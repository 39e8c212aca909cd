//! Satellite order plane: issuance, settlement, archival and the bandwidth
//! rollup.
//!
//! Issuance mints a fresh 16-byte serial per limit and records it; a serial
//! collision inside the retention window means the RNG is broken and is
//! surfaced as `Corrupt` (operator-alertable), never silently reissued.
//!
//! Settlement is idempotent per (serial, storage node): the first valid
//! receipt credits the rollup, every replay is a no-op. Receipts arriving
//! after `expiration + grace` are rejected. Archival moves settled rows out
//! of the hot set once they are final and forgets issued serials past the
//! retention window.

use std::collections::HashMap;
use std::sync::Arc;

use parking_lot::{Mutex, RwLock};
use tracing::{debug, error, info, warn};

use orbit_common::config::OrdersConfig;
use orbit_common::error::{Error, Result};
use orbit_common::id::{NodeId, PieceId, SerialNumber};
use orbit_common::identity::{Identity, PublicKey};
use orbit_common::orders::{sign_order_limit, Action, Order, OrderLimit};
use orbit_common::time::{hour_bucket, now_ms};
use orbit_proto::SettlementItem;

// ════════════════════════════════════════════════════════════════════════════
// BANDWIDTH ROLLUP
// ════════════════════════════════════════════════════════════════════════════

/// Hourly bandwidth totals per (node, action). Rows are append-only within a
/// window; settlement idempotency above guarantees each serial contributes
/// at most once.
#[derive(Debug, Default)]
pub struct BandwidthRollup {
    rows: RwLock<HashMap<(NodeId, Action, u64), u64>>,
}

impl BandwidthRollup {
    fn add(&self, node: NodeId, action: Action, when_ms: u64, amount: u64) {
        *self
            .rows
            .write()
            .entry((node, action, hour_bucket(when_ms)))
            .or_insert(0) += amount;
    }

    /// Total bytes for one node and action across all windows.
    #[must_use]
    pub fn total(&self, node: &NodeId, action: Action) -> u64 {
        self.rows
            .read()
            .iter()
            .filter(|((n, a, _), _)| n == node && *a == action)
            .map(|(_, amount)| *amount)
            .sum()
    }

    /// Total for one hour window.
    #[must_use]
    pub fn window_total(&self, node: &NodeId, action: Action, when_ms: u64) -> u64 {
        self.rows
            .read()
            .get(&(*node, action, hour_bucket(when_ms)))
            .copied()
            .unwrap_or(0)
    }

    /// Network-wide total per action, for capacity accounting.
    #[must_use]
    pub fn action_total(&self, action: Action) -> u64 {
        self.rows
            .read()
            .iter()
            .filter(|((_, a, _), _)| *a == action)
            .map(|(_, amount)| *amount)
            .sum()
    }
}

// ════════════════════════════════════════════════════════════════════════════
// ORDERS SERVICE
// ════════════════════════════════════════════════════════════════════════════

#[derive(Debug, Clone, Copy)]
struct SettledRow {
    amount: u64,
    expiration_ms: u64,
}

#[derive(Debug, Default)]
struct OrdersState {
    /// serial -> order expiration, for collision detection and retention.
    issued: HashMap<SerialNumber, u64>,
    settled: HashMap<(SerialNumber, NodeId), SettledRow>,
    archived: HashMap<(SerialNumber, NodeId), u64>,
}

/// Summary returned to the settling storage node.
#[derive(Debug, Clone, Copy, Default, PartialEq, Eq)]
pub struct SettleSummary {
    pub accepted: usize,
    pub rejected: usize,
}

pub struct OrdersService {
    identity: Arc<Identity>,
    config: OrdersConfig,
    state: Mutex<OrdersState>,
    rollup: BandwidthRollup,
}

impl std::fmt::Debug for OrdersService {
    fn fmt(&self, f: &mut std::fmt::Formatter<'_>) -> std::fmt::Result {
        f.debug_struct("OrdersService")
            .field("satellite", &self.identity.node_id())
            .finish()
    }
}

impl OrdersService {
    #[must_use]
    pub fn new(identity: Arc<Identity>, config: OrdersConfig) -> Self {
        OrdersService {
            identity,
            config,
            state: Mutex::new(OrdersState::default()),
            rollup: BandwidthRollup::default(),
        }
    }

    #[must_use]
    pub fn satellite_id(&self) -> NodeId {
        self.identity.node_id()
    }

    #[must_use]
    pub fn identity(&self) -> &Arc<Identity> {
        &self.identity
    }

    #[must_use]
    pub fn rollup(&self) -> &BandwidthRollup {
        &self.rollup
    }

    /// Mint one signed order limit.
    pub fn issue(
        &self,
        uplink_id: NodeId,
        uplink_public_key: PublicKey,
        storage_id: NodeId,
        piece_id: PieceId,
        action: Action,
        limit_bytes: u64,
        piece_expiration_ms: Option<u64>,
    ) -> Result<OrderLimit> {
        let expiration = now_ms() + self.config.order_lifetime_ms;
        let limit = sign_order_limit(
            &self.identity,
            uplink_id,
            uplink_public_key,
            storage_id,
            piece_id,
            action,
            limit_bytes,
            piece_expiration_ms,
            expiration,
        );
        let mut state = self.state.lock();
        if state.issued.insert(limit.serial, expiration).is_some() {
            error!(serial = %limit.serial, "serial number collision from the RNG");
            return Err(Error::corrupt(format!("serial collision on {}", limit.serial)));
        }
        debug!(serial = %limit.serial, action = action.as_str(), node = %storage_id, "order limit issued");
        Ok(limit)
    }

    /// Issue a limit for the satellite's own audit/repair worker, which acts
    /// as its own uplink, and countersign the matching order up front.
    pub fn issue_for_worker(
        &self,
        storage_id: NodeId,
        piece_id: PieceId,
        action: Action,
        limit_bytes: u64,
    ) -> Result<(OrderLimit, Order)> {
        let limit = self.issue(
            self.identity.node_id(),
            self.identity.public_key(),
            storage_id,
            piece_id,
            action,
            limit_bytes,
            None,
        )?;
        let order = Order::sign(&self.identity, &limit, limit_bytes);
        Ok((limit, order))
    }

    /// Idempotently settle one batch of receipts from `storage_node`.
    pub fn settle(&self, storage_node: NodeId, items: &[SettlementItem]) -> SettleSummary {
        let now = now_ms();
        let mut summary = SettleSummary::default();
        let mut state = self.state.lock();

        for item in items {
            let limit = &item.limit;
            let order = &item.order;
            let valid = limit.satellite_id == self.satellite_id()
                && limit.verify_signature(&self.identity.public_key()).is_ok()
                && limit.storage_id == storage_node
                && order.serial == limit.serial
                && order.amount <= limit.limit
                && order.verify_signature(&limit.uplink_public_key).is_ok();
            if !valid {
                warn!(serial = %order.serial, node = %storage_node, "settlement receipt rejected");
                summary.rejected += 1;
                continue;
            }
            if now > limit.order_expiration_ms + self.config.settlement_grace_ms {
                warn!(serial = %order.serial, "settlement past grace window");
                summary.rejected += 1;
                continue;
            }
            let key = (order.serial, storage_node);
            if state.settled.contains_key(&key) || state.archived.contains_key(&key) {
                // replay: a no-op on totals
                summary.rejected += 1;
                continue;
            }
            state.settled.insert(
                key,
                SettledRow {
                    amount: order.amount,
                    expiration_ms: limit.order_expiration_ms,
                },
            );
            self.rollup.add(storage_node, limit.action, now, order.amount);
            summary.accepted += 1;
        }
        debug!(
            node = %storage_node,
            accepted = summary.accepted,
            rejected = summary.rejected,
            "settlement batch processed"
        );
        summary
    }

    /// Move final receipts to the archive and forget expired serials.
    /// Run periodically; bounds the hot serial set.
    pub fn archive(&self, now_ms: u64) -> usize {
        let grace = self.config.settlement_grace_ms;
        let mut state = self.state.lock();

        let final_keys: Vec<(SerialNumber, NodeId)> = state
            .settled
            .iter()
            .filter(|(_, row)| row.expiration_ms + grace < now_ms)
            .map(|(key, _)| *key)
            .collect();
        let moved = final_keys.len();
        for key in final_keys {
            if let Some(row) = state.settled.remove(&key) {
                state.archived.insert(key, row.amount);
            }
        }

        let retention = self.config.serial_retention_ms;
        state
            .issued
            .retain(|_, expiration| *expiration + retention >= now_ms);
        if moved > 0 {
            info!(moved, "settled receipts archived");
        }
        moved
    }

    #[must_use]
    pub fn settled_count(&self) -> usize {
        self.state.lock().settled.len()
    }

    #[must_use]
    pub fn archived_count(&self) -> usize {
        self.state.lock().archived.len()
    }
}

→ WHAT THIS TASK INVOLVES
Each line in which the string "BandwidthRollup" is found must be copied from the data.

→ FINAL ANSWER
pub struct BandwidthRollup {
impl BandwidthRollup {
    rollup: BandwidthRollup,
            rollup: BandwidthRollup::default(),
    pub fn rollup(&self) -> &BandwidthRollup {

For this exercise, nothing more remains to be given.